Alex Mar in Believer:
The ’70s counterculture and women’s movements had derailed all kinds of assumptions about American family life and sexuality, and, in their wake, a collective nightmare had emerged: the notion that an invisible underground network of Satanists was lurking in the shadows, poisoning the water with sexual and moral depravity, waiting to turn out or torture our children. This period in the ’80s and early ’90s became known as America’s “Satanic Panic.” As absurd as it sounds now, the Panic was a time of thousands of accusations of “Satanic” abuse of children—so many that authorities coined the term “Satanic ritual abuse,” or SRA. Charges were brought against hundreds of child-care workers and suburban parents around the country. In courtrooms, prosecutors relied entirely on the accusers’ personal narratives, with no conclusive evidence. On the national level, law enforcement, prosecutors, and social workers began meeting at conferences around the country to hear from self-proclaimed experts on how to deal with the SRA plague. One of the leading social workers in the McMartin case testified before a congressional committee in 1984, warning of SRA involving the slaughter of animals in front of small children. It all would have been a bizarro comedy of errors if the charges had not been so disgusting—and if some of those accused hadn’t gone on to spend decades in prison. Throughout the Panic, one group was turned to again and again as the best evidence that the Devil had droves of organized followers: the Church of Satan.

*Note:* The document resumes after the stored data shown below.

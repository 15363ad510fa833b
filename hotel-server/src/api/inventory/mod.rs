//! Inventory API module

mod handler;

use axum::{Router, routing::get};

use crate::core::ServerState;

pub fn router() -> Router<ServerState> {
    Router::new().nest("/api/inventory", routes())
}

fn routes() -> Router<ServerState> {
    Router::new()
        .route("/", get(handler::list).post(handler::create))
        .route(
            "/{id}",
            get(handler::get_by_id)
                .put(handler::update)
                .delete(handler::delete),
        )
}
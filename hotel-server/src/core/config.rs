use std::path::PathBuf;

/// Server configuration
///
/// Every field can be overridden through an environment variable:
///
/// | Variable | Default | Meaning |
/// |----------|---------|---------|
/// | WORK_DIR | /var/lib/hotel | Work directory (database + logs) |
/// | HTTP_PORT | 3000 | HTTP API port |
/// | ENVIRONMENT | development | development \| staging \| production |
/// | LOG_LEVEL | info | tracing level filter |
#[derive(Debug, Clone)]
pub struct Config {
    /// Work directory holding the database and log files
    pub work_dir: String,
    /// HTTP API port
    pub http_port: u16,
    /// Runtime environment: development | staging | production
    pub environment: String,
    /// Log level passed to the tracing subscriber
    pub log_level: String,
}

impl Config {
    /// Load configuration from environment variables, falling back to
    /// defaults for anything unset
    pub fn from_env() -> Self {
        Self {
            work_dir: std::env::var("WORK_DIR").unwrap_or_else(|_| "/var/lib/hotel".into()),
            http_port: std::env::var("HTTP_PORT")
                .ok()
                .and_then(|p| p.parse().ok())
                .unwrap_or(3000),
            environment: std::env::var("ENVIRONMENT").unwrap_or_else(|_| "development".into()),
            log_level: std::env::var("LOG_LEVEL").unwrap_or_else(|_| "info".into()),
        }
    }

    /// Override the work dir and port, keeping everything else env-driven.
    /// Used by tests.
    pub fn with_overrides(work_dir: impl Into<String>, http_port: u16) -> Self {
        let mut config = Self::from_env();
        config.work_dir = work_dir.into();
        config.http_port = http_port;
        config
    }

    /// Directory for the embedded database files
    pub fn database_dir(&self) -> PathBuf {
        PathBuf::from(&self.work_dir).join("database")
    }

    /// Directory for rolling log files
    pub fn log_dir(&self) -> PathBuf {
        PathBuf::from(&self.work_dir).join("logs")
    }

    /// Create the work directory structure if it does not exist yet
    pub fn ensure_work_dir_structure(&self) -> std::io::Result<()> {
        std::fs::create_dir_all(self.database_dir())?;
        std::fs::create_dir_all(self.log_dir())?;
        Ok(())
    }

    pub fn is_production(&self) -> bool {
        self.environment == "production"
    }
}

impl Default for Config {
    fn default() -> Self {
        Self::from_env()
    }
}
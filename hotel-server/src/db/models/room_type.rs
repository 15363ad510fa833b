//! Room Type Model
//!
//! Immutable reference data consulted by the billing engine.

use super::serde_helpers;
use serde::{Deserialize, Serialize};
use surrealdb::RecordId;

/// Included guest allowance per night
#[derive(Debug, Clone, Copy, Serialize, Deserialize)]
pub struct GuestAllowance {
    pub adults: i32,
    pub children: i32,
}

/// Nightly surcharge per guest beyond the allowance
#[derive(Debug, Clone, Copy, Serialize, Deserialize)]
pub struct ExtraGuestCost {
    pub adult: f64,
    pub child: f64,
}

/// Room type entity
#[derive(Debug, Clone, Serialize, Deserialize)]
pub struct RoomType {
    #[serde(
        default,
        skip_serializing_if = "Option::is_none",
        with = "serde_helpers::option_record_id"
    )]
    pub id: Option<RecordId>,
    /// Type name, unique
    pub name: String,
    /// Nightly price
    pub price: f64,
    pub max_guests: GuestAllowance,
    pub extra_cost: ExtraGuestCost,
}

/// Create room type payload
#[derive(Debug, Clone, Serialize, Deserialize)]
pub struct RoomTypeCreate {
    pub name: String,
    pub price: f64,
    pub max_guests: GuestAllowance,
    pub extra_cost: ExtraGuestCost,
}

/// Update room type payload
#[derive(Debug, Clone, Default, Serialize, Deserialize)]
pub struct RoomTypeUpdate {
    #[serde(skip_serializing_if = "Option::is_none")]
    pub name: Option<String>,
    #[serde(skip_serializing_if = "Option::is_none")]
    pub price: Option<f64>,
    #[serde(skip_serializing_if = "Option::is_none")]
    pub max_guests: Option<GuestAllowance>,
    #[serde(skip_serializing_if = "Option::is_none")]
    pub extra_cost: Option<ExtraGuestCost>,
}
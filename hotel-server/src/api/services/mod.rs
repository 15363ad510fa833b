//! Service Catalog API module

mod handler;

use axum::{Router, routing::get};

use crate::core::ServerState;

pub fn router() -> Router<ServerState> {
    Router::new().nest("/api/services", routes())
}

fn routes() -> Router<ServerState> {
    Router::new()
        .route("/", get(handler::list).post(handler::create))
        .route(
            "/{id}",
            get(handler::get_by_id)
                .put(handler::update)
                .delete(handler::delete),
        )
}
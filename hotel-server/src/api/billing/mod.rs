//! Billing API module

mod handler;

use axum::{Router, routing::get, routing::patch, routing::post};

use crate::core::ServerState;

pub fn router() -> Router<ServerState> {
    Router::new().nest("/api/billing", routes())
}

fn routes() -> Router<ServerState> {
    Router::new()
        .route("/", get(handler::list))
        .route(
            "/{id}",
            post(handler::generate).get(handler::get_for_booking),
        )
        .route("/{id}/payment", patch(handler::update_payment))
}
//! Domain status enums
//!
//! Wire values are the human-facing strings the reception UI already
//! speaks ("Current Guest", "In Progress", "debit card", ...), so every
//! enum carries explicit serde renames rather than a rename_all rule.

use serde::{Deserialize, Serialize};

/// Room occupancy status
#[derive(Debug, Clone, Copy, Serialize, Deserialize, PartialEq, Eq)]
pub enum RoomStatus {
    Available,
    Occupied,
    Maintenance,
    Reserved,
}

impl RoomStatus {
    /// A room in this status can accept a new booking
    pub fn is_bookable(&self) -> bool {
        matches!(self, Self::Available)
    }
}

/// Housekeeping sub-state of a room (absent = no cleaning scheduled)
#[derive(Debug, Clone, Copy, Serialize, Deserialize, PartialEq, Eq)]
pub enum CleaningState {
    #[serde(rename = "In Progress")]
    InProgress,
    Completed,
}

/// Guest lifecycle status
#[derive(Debug, Clone, Copy, Serialize, Deserialize, PartialEq, Eq)]
pub enum GuestStatus {
    #[serde(rename = "New Guest")]
    New,
    #[serde(rename = "Current Guest")]
    Current,
    #[serde(rename = "Arriving Today")]
    ArrivingToday,
    #[serde(rename = "Past Guest")]
    Past,
}

impl GuestStatus {
    /// Only guests without an active stay may be attached to a new booking
    pub fn can_book(&self) -> bool {
        matches!(self, Self::New | Self::Past)
    }
}

/// Booking lifecycle status
///
/// Creation performs the check-in, so bookings start at CheckedIn;
/// Pending is kept for records patched in by hand.
#[derive(Debug, Clone, Copy, Serialize, Deserialize, PartialEq, Eq)]
pub enum BookingStatus {
    Pending,
    CheckedIn,
    #[serde(rename = "Payment Completed")]
    PaymentCompleted,
    CheckedOut,
}

/// Invoice payment status
#[derive(Debug, Clone, Copy, Serialize, Deserialize, PartialEq, Eq, Default)]
#[serde(rename_all = "lowercase")]
pub enum PaymentStatus {
    #[default]
    Pending,
    Paid,
    Refunded,
    Cancelled,
}

/// Payment method, recorded only while an invoice is paid
#[derive(Debug, Clone, Copy, Serialize, Deserialize, PartialEq, Eq)]
pub enum PaymentMethod {
    #[serde(rename = "cash")]
    Cash,
    #[serde(rename = "debit card")]
    DebitCard,
    #[serde(rename = "credit card")]
    CreditCard,
    #[serde(rename = "upi")]
    Upi,
}

/// Food order status as the front desk sees it
#[derive(Debug, Clone, Copy, Serialize, Deserialize, PartialEq, Eq, Default)]
pub enum ReceptionStatus {
    #[default]
    #[serde(rename = "New Order")]
    NewOrder,
    #[serde(rename = "In Progress")]
    InProgress,
    Ready,
    Delivered,
}

/// Food order status as the kitchen sees it
#[derive(Debug, Clone, Copy, Serialize, Deserialize, PartialEq, Eq, Default)]
pub enum KitchenStatus {
    #[default]
    Pending,
    Cooking,
    Ready,
    Delivered,
}

impl KitchenStatus {
    /// Reception status implied by a kitchen transition
    pub fn reception_status(&self) -> ReceptionStatus {
        match self {
            Self::Pending => ReceptionStatus::NewOrder,
            Self::Cooking => ReceptionStatus::InProgress,
            Self::Ready => ReceptionStatus::Ready,
            Self::Delivered => ReceptionStatus::Delivered,
        }
    }
}

/// Service request status
#[derive(Debug, Clone, Copy, Serialize, Deserialize, PartialEq, Eq, Default)]
pub enum ServiceRequestStatus {
    #[default]
    Pending,
    #[serde(rename = "In Progress")]
    InProgress,
    Completed,
}

/// Derived inventory stock band
#[derive(Debug, Clone, Copy, Serialize, Deserialize, PartialEq, Eq)]
pub enum StockStatus {
    Good,
    Low,
    Critical,
}

impl StockStatus {
    /// Band boundaries: Good above 125% of the minimum, Low above the
    /// minimum, Critical at or below it.
    pub fn from_levels(stock: i64, min_required: i64) -> Self {
        if stock as f64 > min_required as f64 * 1.25 {
            Self::Good
        } else if stock > min_required {
            Self::Low
        } else {
            Self::Critical
        }
    }
}

/// Bookable extras offered at reservation time
#[derive(Debug, Clone, Copy, Serialize, Deserialize, PartialEq, Eq)]
pub enum BookingExtra {
    Breakfast,
    Lunch,
    Dinner,
    Laundry,
}

#[cfg(test)]
mod tests {
    use super::*;

    #[test]
    fn guest_eligibility() {
        assert!(GuestStatus::New.can_book());
        assert!(GuestStatus::Past.can_book());
        assert!(!GuestStatus::Current.can_book());
        assert!(!GuestStatus::ArrivingToday.can_book());
    }

    #[test]
    fn wire_values_match_legacy_strings() {
        assert_eq!(
            serde_json::to_string(&GuestStatus::Current).unwrap(),
            r#""Current Guest""#
        );
        assert_eq!(
            serde_json::to_string(&BookingStatus::PaymentCompleted).unwrap(),
            r#""Payment Completed""#
        );
        assert_eq!(
            serde_json::to_string(&PaymentMethod::DebitCard).unwrap(),
            r#""debit card""#
        );
        assert_eq!(
            serde_json::to_string(&PaymentStatus::Paid).unwrap(),
            r#""paid""#
        );
        assert_eq!(
            serde_json::to_string(&CleaningState::InProgress).unwrap(),
            r#""In Progress""#
        );
    }

    #[test]
    fn kitchen_status_drives_reception_status() {
        assert_eq!(
            KitchenStatus::Cooking.reception_status(),
            ReceptionStatus::InProgress
        );
        assert_eq!(
            KitchenStatus::Delivered.reception_status(),
            ReceptionStatus::Delivered
        );
    }

    #[test]
    fn stock_bands() {
        assert_eq!(StockStatus::from_levels(100, 50), StockStatus::Good);
        assert_eq!(StockStatus::from_levels(60, 50), StockStatus::Low);
        assert_eq!(StockStatus::from_levels(63, 50), StockStatus::Good); // 63 > 62.5
        assert_eq!(StockStatus::from_levels(50, 50), StockStatus::Critical);
        assert_eq!(StockStatus::from_levels(0, 50), StockStatus::Critical);
    }
}
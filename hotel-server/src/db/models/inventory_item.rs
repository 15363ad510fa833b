//! Inventory Model
//!
//! Stock status is never accepted from the caller. It is recomputed
//! from `stock` and `min_required` on every write.

use super::serde_helpers;
use chrono::{DateTime, Utc};
use serde::{Deserialize, Serialize};
use shared::StockStatus;
use surrealdb::RecordId;

/// Inventory category
#[derive(Debug, Clone, Copy, PartialEq, Eq, Serialize, Deserialize)]
pub enum InventoryCategory {
    Housekeeping,
    Amenities,
}

/// Inventory item entity
#[derive(Debug, Clone, Serialize, Deserialize)]
pub struct InventoryItem {
    #[serde(
        default,
        skip_serializing_if = "Option::is_none",
        with = "serde_helpers::option_record_id"
    )]
    pub id: Option<RecordId>,
    pub name: String,
    pub category: InventoryCategory,
    pub stock: i64,
    pub min_required: i64,
    pub status: StockStatus,
    #[serde(default)]
    pub created_at: Option<DateTime<Utc>>,
    #[serde(default)]
    pub updated_at: Option<DateTime<Utc>>,
}

/// Create inventory item payload
#[derive(Debug, Clone, Serialize, Deserialize)]
pub struct InventoryItemCreate {
    pub name: String,
    pub category: InventoryCategory,
    pub stock: i64,
    pub min_required: i64,
}

/// Update inventory item payload
#[derive(Debug, Clone, Default, Serialize, Deserialize)]
pub struct InventoryItemUpdate {
    #[serde(skip_serializing_if = "Option::is_none")]
    pub name: Option<String>,
    #[serde(skip_serializing_if = "Option::is_none")]
    pub category: Option<InventoryCategory>,
    #[serde(skip_serializing_if = "Option::is_none")]
    pub stock: Option<i64>,
    #[serde(skip_serializing_if = "Option::is_none")]
    pub min_required: Option<i64>,
}
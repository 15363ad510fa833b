//! Food Order API Handlers

use axum::{
    Json,
    extract::{Path, State},
};
use chrono::Utc;

use crate::billing::charges;
use crate::core::ServerState;
use crate::db::models::{FoodOrder, FoodOrderCreate, FoodOrderStatusUpdate};
use crate::db::repository::{parse_record_id, FoodOrderRepository, MenuItemRepository, RoomRepository};
use crate::utils::{ok, ok_with_message, AppError, AppResponse, AppResult};

/// GET /api/food-orders
pub async fn list(
    State(state): State<ServerState>,
) -> AppResult<Json<AppResponse<Vec<FoodOrder>>>> {
    let repo = FoodOrderRepository::new(state.db.clone());
    Ok(ok(repo.find_all().await?))
}

/// GET /api/food-orders/{id}
pub async fn get_by_id(
    State(state): State<ServerState>,
    Path(id): Path<String>,
) -> AppResult<Json<AppResponse<FoodOrder>>> {
    let repo = FoodOrderRepository::new(state.db.clone());
    let order = repo
        .find_by_id(&id)
        .await?
        .ok_or_else(|| AppError::NotFound(format!("Food order {} not found", id)))?;
    Ok(ok(order))
}

/// POST /api/food-orders
///
/// The booking is derived from the room's active stay, and the price
/// is summed from the current menu. Neither is accepted from the
/// caller.
pub async fn create(
    State(state): State<ServerState>,
    Json(payload): Json<FoodOrderCreate>,
) -> AppResult<Json<AppResponse<FoodOrder>>> {
    if payload.items.is_empty() {
        return Err(AppError::Validation(
            "At least one item is required".to_string(),
        ));
    }

    let rooms = RoomRepository::new(state.db.clone());
    let room = rooms
        .find_by_id(&payload.room)
        .await?
        .ok_or_else(|| AppError::NotFound("Room not found".to_string()))?;
    let booking = room.booking.clone().ok_or_else(|| {
        AppError::BusinessRule("Room has no active booking".to_string())
    })?;
    let room_id = room
        .id
        .ok_or_else(|| AppError::Internal("Room record without id".to_string()))?;

    let item_refs = payload
        .items
        .iter()
        .map(|item| parse_record_id(item))
        .collect::<Result<Vec<_>, _>>()?;

    let menu = MenuItemRepository::new(state.db.clone());
    let items = menu.resolve_all(&item_refs).await?;
    let price = charges::sum_charges(items.iter().map(|i| &i.price));

    let repo = FoodOrderRepository::new(state.db.clone());
    let now = Utc::now();
    let order = repo
        .create(FoodOrder {
            id: None,
            order_id: repo.next_order_id().await?,
            room: room_id,
            booking,
            items: item_refs,
            reception_status: Default::default(),
            kitchen_status: Default::default(),
            time: payload.time,
            price: charges::rounded(price),
            created_at: Some(now),
            updated_at: Some(now),
        })
        .await?;

    Ok(ok_with_message(order, "Order placed"))
}

/// PATCH /api/food-orders/{id}/status
///
/// The kitchen drives the pipeline; the reception view follows.
pub async fn update_status(
    State(state): State<ServerState>,
    Path(id): Path<String>,
    Json(payload): Json<FoodOrderStatusUpdate>,
) -> AppResult<Json<AppResponse<FoodOrder>>> {
    let repo = FoodOrderRepository::new(state.db.clone());
    let order_id = parse_record_id(&id)?;
    Ok(ok(repo
        .set_kitchen_status(&order_id, payload.kitchen_status)
        .await?))
}

/// DELETE /api/food-orders/{id}
pub async fn delete(
    State(state): State<ServerState>,
    Path(id): Path<String>,
) -> AppResult<Json<AppResponse<bool>>> {
    let repo = FoodOrderRepository::new(state.db.clone());
    Ok(ok(repo.delete(&id).await?))
}
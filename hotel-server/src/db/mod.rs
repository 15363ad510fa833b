//! Database Module
//!
//! Embedded SurrealDB storage. One document table per entity, plus a
//! `counter` table backing the sequential business identifiers.

pub mod models;
pub mod repository;

use std::path::Path;

use surrealdb::Surreal;
use surrealdb::engine::local::{Db, Mem, RocksDb};

use crate::utils::AppError;

const NAMESPACE: &str = "hotel";
const DATABASE: &str = "backoffice";

/// Database service — owns the embedded SurrealDB handle
#[derive(Clone)]
pub struct DbService {
    pub db: Surreal<Db>,
}

impl DbService {
    /// Open the on-disk database under the given directory
    pub async fn open(dir: &Path) -> Result<Self, AppError> {
        let db = Surreal::new::<RocksDb>(dir)
            .await
            .map_err(|e| AppError::Database(format!("Failed to open database: {e}")))?;

        db.use_ns(NAMESPACE)
            .use_db(DATABASE)
            .await
            .map_err(|e| AppError::Database(format!("Failed to select database: {e}")))?;

        tracing::info!("Database opened at {}", dir.display());

        Ok(Self { db })
    }

    /// Open a throwaway in-memory database (tests)
    pub async fn open_in_memory() -> Result<Self, AppError> {
        let db = Surreal::new::<Mem>(())
            .await
            .map_err(|e| AppError::Database(format!("Failed to open in-memory database: {e}")))?;

        db.use_ns(NAMESPACE)
            .use_db(DATABASE)
            .await
            .map_err(|e| AppError::Database(format!("Failed to select database: {e}")))?;

        Ok(Self { db })
    }
}

#[cfg(test)]
mod tests {
    use super::*;

    #[tokio::test]
    async fn test_open_on_disk() {
        let dir = tempfile::tempdir().unwrap();
        let service = DbService::open(dir.path()).await.unwrap();
        service.db.health().await.unwrap();
    }
}
//! Billing Repository

use super::{parse_record_id, BaseRepository, RepoError, RepoResult};
use crate::db::models::Billing;
use chrono::{DateTime, Utc};
use shared::{PaymentMethod, PaymentStatus};
use surrealdb::{RecordId, Surreal};
use surrealdb::engine::local::Db;

const TABLE: &str = "billing";

#[derive(Clone)]
pub struct BillingRepository {
    base: BaseRepository,
}

impl BillingRepository {
    pub fn new(db: Surreal<Db>) -> Self {
        Self {
            base: BaseRepository::new(db),
        }
    }

    pub async fn find_all(&self) -> RepoResult<Vec<Billing>> {
        let bills: Vec<Billing> = self
            .base
            .db()
            .query("SELECT * FROM billing ORDER BY created_at DESC")
            .await?
            .take(0)?;
        Ok(bills)
    }

    pub async fn find_by_id(&self, id: &str) -> RepoResult<Option<Billing>> {
        let thing = parse_record_id(id)?;
        let bill: Option<Billing> = self.base.db().select(thing).await?;
        Ok(bill)
    }

    /// At most one invoice exists per booking.
    ///
    /// The booking link is stored in its string form (that is how the
    /// model serializes record links), so the filter binds the string
    /// rather than a record value.
    pub async fn find_by_booking(&self, booking: &RecordId) -> RepoResult<Option<Billing>> {
        let mut result = self
            .base
            .db()
            .query("SELECT * FROM billing WHERE booking = $booking LIMIT 1")
            .bind(("booking", booking.to_string()))
            .await?;
        let bills: Vec<Billing> = result.take(0)?;
        Ok(bills.into_iter().next())
    }

    pub async fn create(&self, bill: Billing) -> RepoResult<Billing> {
        let created: Option<Billing> = self.base.db().create(TABLE).content(bill).await?;
        created.ok_or_else(|| RepoError::Database("Failed to create bill".to_string()))
    }

    /// Replace an existing invoice with recomputed amounts
    pub async fn replace(&self, id: &RecordId, bill: Billing) -> RepoResult<Billing> {
        let updated: Option<Billing> = self
            .base
            .db()
            .update(id.clone())
            .content(Billing { id: None, ..bill })
            .await?;
        updated.ok_or_else(|| RepoError::NotFound(format!("Bill {} not found", id)))
    }

    pub async fn update_payment(
        &self,
        id: &RecordId,
        status: PaymentStatus,
        method: Option<PaymentMethod>,
        date: Option<DateTime<Utc>>,
    ) -> RepoResult<Billing> {
        let mut result = self
            .base
            .db()
            .query(
                "UPDATE $bill SET payment_status = $status, payment_method = $method, \
                 payment_date = $date, updated_at = time::now() RETURN AFTER",
            )
            .bind(("bill", id.clone()))
            .bind(("status", status))
            .bind(("method", method))
            .bind(("date", date))
            .await?;
        let bills: Vec<Billing> = result.take(0)?;
        bills
            .into_iter()
            .next()
            .ok_or_else(|| RepoError::NotFound(format!("Bill {} not found", id)))
    }
}

#[cfg(test)]
mod tests {
    use super::*;
    use crate::db::models::{BilledGuest, BilledRoom};
    use crate::db::DbService;

    fn sample_bill(booking: RecordId) -> Billing {
        Billing {
            id: None,
            booking,
            guest: BilledGuest {
                guest_id: "guest:asha".parse().unwrap(),
                name: "Asha Rao".to_string(),
                email: "asha@example.com".to_string(),
                phone: "9876543210".to_string(),
            },
            room: BilledRoom {
                room_id: "room:r101".parse().unwrap(),
                room_number: "101".to_string(),
                room_type_id: "room_type:deluxe".parse().unwrap(),
                num_nights: 2,
                num_adults: 2,
                num_children: 0,
                extra_adults: 0,
                extra_children: 0,
                total_room_price: 400.0,
            },
            food_orders: vec![],
            total_food_cost: 0.0,
            service_requests: vec![],
            total_service_cost: 0.0,
            subtotal: 400.0,
            taxes: 20.0,
            total_amount: 420.0,
            payment_status: PaymentStatus::Pending,
            payment_method: None,
            payment_date: None,
            created_at: Some(Utc::now()),
            updated_at: Some(Utc::now()),
        }
    }

    #[tokio::test]
    async fn test_find_by_booking_matches_stored_link() {
        let db = DbService::open_in_memory().await.unwrap().db;
        let repo = BillingRepository::new(db);

        let booking: RecordId = "booking:b1".parse().unwrap();
        let created = repo.create(sample_bill(booking.clone())).await.unwrap();

        // The stored row must be reachable through the booking link
        let found = repo.find_by_booking(&booking).await.unwrap().unwrap();
        assert_eq!(found.id, created.id);
        assert_eq!(found.booking, booking);

        let other: RecordId = "booking:b2".parse().unwrap();
        assert!(repo.find_by_booking(&other).await.unwrap().is_none());
    }
}
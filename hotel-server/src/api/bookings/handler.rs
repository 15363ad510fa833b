//! Booking API Handlers

use axum::{
    Json,
    extract::{Path, Query, State},
    http::StatusCode,
};
use serde::Deserialize;
use shared::BookingStatus;

use crate::api::pagination::{PageQuery, Paginated};
use crate::booking::BookingManager;
use crate::core::ServerState;
use crate::db::models::{Booking, BookingCreate, BookingUpdate};
use crate::utils::{ok, ok_with_message, AppResponse, AppResult};

/// Query parameters for the booking list
#[derive(Debug, Deserialize)]
pub struct ListQuery {
    pub page: Option<u64>,
    pub limit: Option<u64>,
    pub status: Option<BookingStatus>,
}

/// GET /api/bookings?page=&limit=&status= - newest first
pub async fn list(
    State(state): State<ServerState>,
    Query(query): Query<ListQuery>,
) -> AppResult<Json<AppResponse<Paginated<Booking>>>> {
    let manager = BookingManager::new(state.db.clone());
    let paging = PageQuery {
        page: query.page,
        limit: query.limit,
    };
    let (page, per_page) = (paging.page(), paging.per_page());
    let (bookings, total) = manager.find_page(page, per_page, query.status).await?;
    Ok(ok(Paginated::new(bookings, total, page, per_page)))
}

/// GET /api/bookings/{id}
pub async fn get_by_id(
    State(state): State<ServerState>,
    Path(id): Path<String>,
) -> AppResult<Json<AppResponse<Booking>>> {
    let manager = BookingManager::new(state.db.clone());
    Ok(ok(manager.get(&id).await?))
}

/// POST /api/bookings - create and check in, 201 on success
pub async fn create(
    State(state): State<ServerState>,
    Json(payload): Json<BookingCreate>,
) -> AppResult<(StatusCode, Json<AppResponse<Booking>>)> {
    let manager = BookingManager::new(state.db.clone());
    let booking = manager.create(payload).await?;
    Ok((StatusCode::CREATED, ok_with_message(booking, "Booking created")))
}

/// PUT /api/bookings/{id} - stay details only
pub async fn update(
    State(state): State<ServerState>,
    Path(id): Path<String>,
    Json(payload): Json<BookingUpdate>,
) -> AppResult<Json<AppResponse<Booking>>> {
    let manager = BookingManager::new(state.db.clone());
    Ok(ok(manager.update(&id, payload).await?))
}

/// PATCH /api/bookings/{id}/checkout
pub async fn check_out(
    State(state): State<ServerState>,
    Path(id): Path<String>,
) -> AppResult<Json<AppResponse<Booking>>> {
    let manager = BookingManager::new(state.db.clone());
    let booking = manager.check_out(&id).await?;
    Ok(ok_with_message(booking, "Checked out"))
}

/// DELETE /api/bookings/{id}
pub async fn delete(
    State(state): State<ServerState>,
    Path(id): Path<String>,
) -> AppResult<Json<AppResponse<bool>>> {
    let manager = BookingManager::new(state.db.clone());
    Ok(ok(manager.delete(&id).await?))
}
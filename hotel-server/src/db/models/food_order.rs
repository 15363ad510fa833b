//! Food Order Model
//!
//! A food order carries two status fields: the kitchen works its own
//! pipeline and the reception view follows it. Only Delivered orders
//! are picked up by billing.

use super::serde_helpers;
use chrono::{DateTime, Utc};
use serde::{Deserialize, Serialize};
use shared::{KitchenStatus, ReceptionStatus};
use surrealdb::RecordId;

/// Food order entity
#[derive(Debug, Clone, Serialize, Deserialize)]
pub struct FoodOrder {
    #[serde(
        default,
        skip_serializing_if = "Option::is_none",
        with = "serde_helpers::option_record_id"
    )]
    pub id: Option<RecordId>,
    /// Sequential human-facing order number
    pub order_id: i64,
    #[serde(with = "serde_helpers::record_id")]
    pub room: RecordId,
    #[serde(with = "serde_helpers::record_id")]
    pub booking: RecordId,
    /// Ordered menu item references
    #[serde(with = "serde_helpers::vec_record_id")]
    pub items: Vec<RecordId>,
    pub reception_status: ReceptionStatus,
    pub kitchen_status: KitchenStatus,
    /// Requested delivery time, free-form
    pub time: String,
    /// Order total, summed from the menu prices at creation
    pub price: f64,
    #[serde(default)]
    pub created_at: Option<DateTime<Utc>>,
    #[serde(default)]
    pub updated_at: Option<DateTime<Utc>>,
}

/// Create food order payload
#[derive(Debug, Clone, Serialize, Deserialize)]
pub struct FoodOrderCreate {
    pub room: String,
    pub items: Vec<String>,
    pub time: String,
}

/// Kitchen status update payload
#[derive(Debug, Clone, Serialize, Deserialize)]
pub struct FoodOrderStatusUpdate {
    pub kitchen_status: KitchenStatus,
}
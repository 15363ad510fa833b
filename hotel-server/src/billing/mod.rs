//! Billing Module
//!
//! Invoice generation and payment settlement. The charge arithmetic
//! lives in [`charges`] as pure functions; [`BillingEngine`] wires it
//! to the stored entities.

pub mod charges;
pub mod engine;

pub use engine::BillingEngine;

A product of flamboyant, late-’60s countercultural San Francisco, the Church of Satan was, and still is, the largest organization centered around Satan (it trademarked that goat’s head). Founder Anton LaVey, a former carnie, presented himself as a caricature of the Devil—complete with satin cape, shaved and Vaselined head, and appliqué horns—and gave lectures on the occult and the absurd, led workshops on how to manipulate the squares, and threw decadent “ritual” parties at his Richmond District “Black House” (a Victorian painted mainly black). The whole thing was an attention-seeking enterprise, but underlying the “church” was a sincere crusade against the evils of organized religion.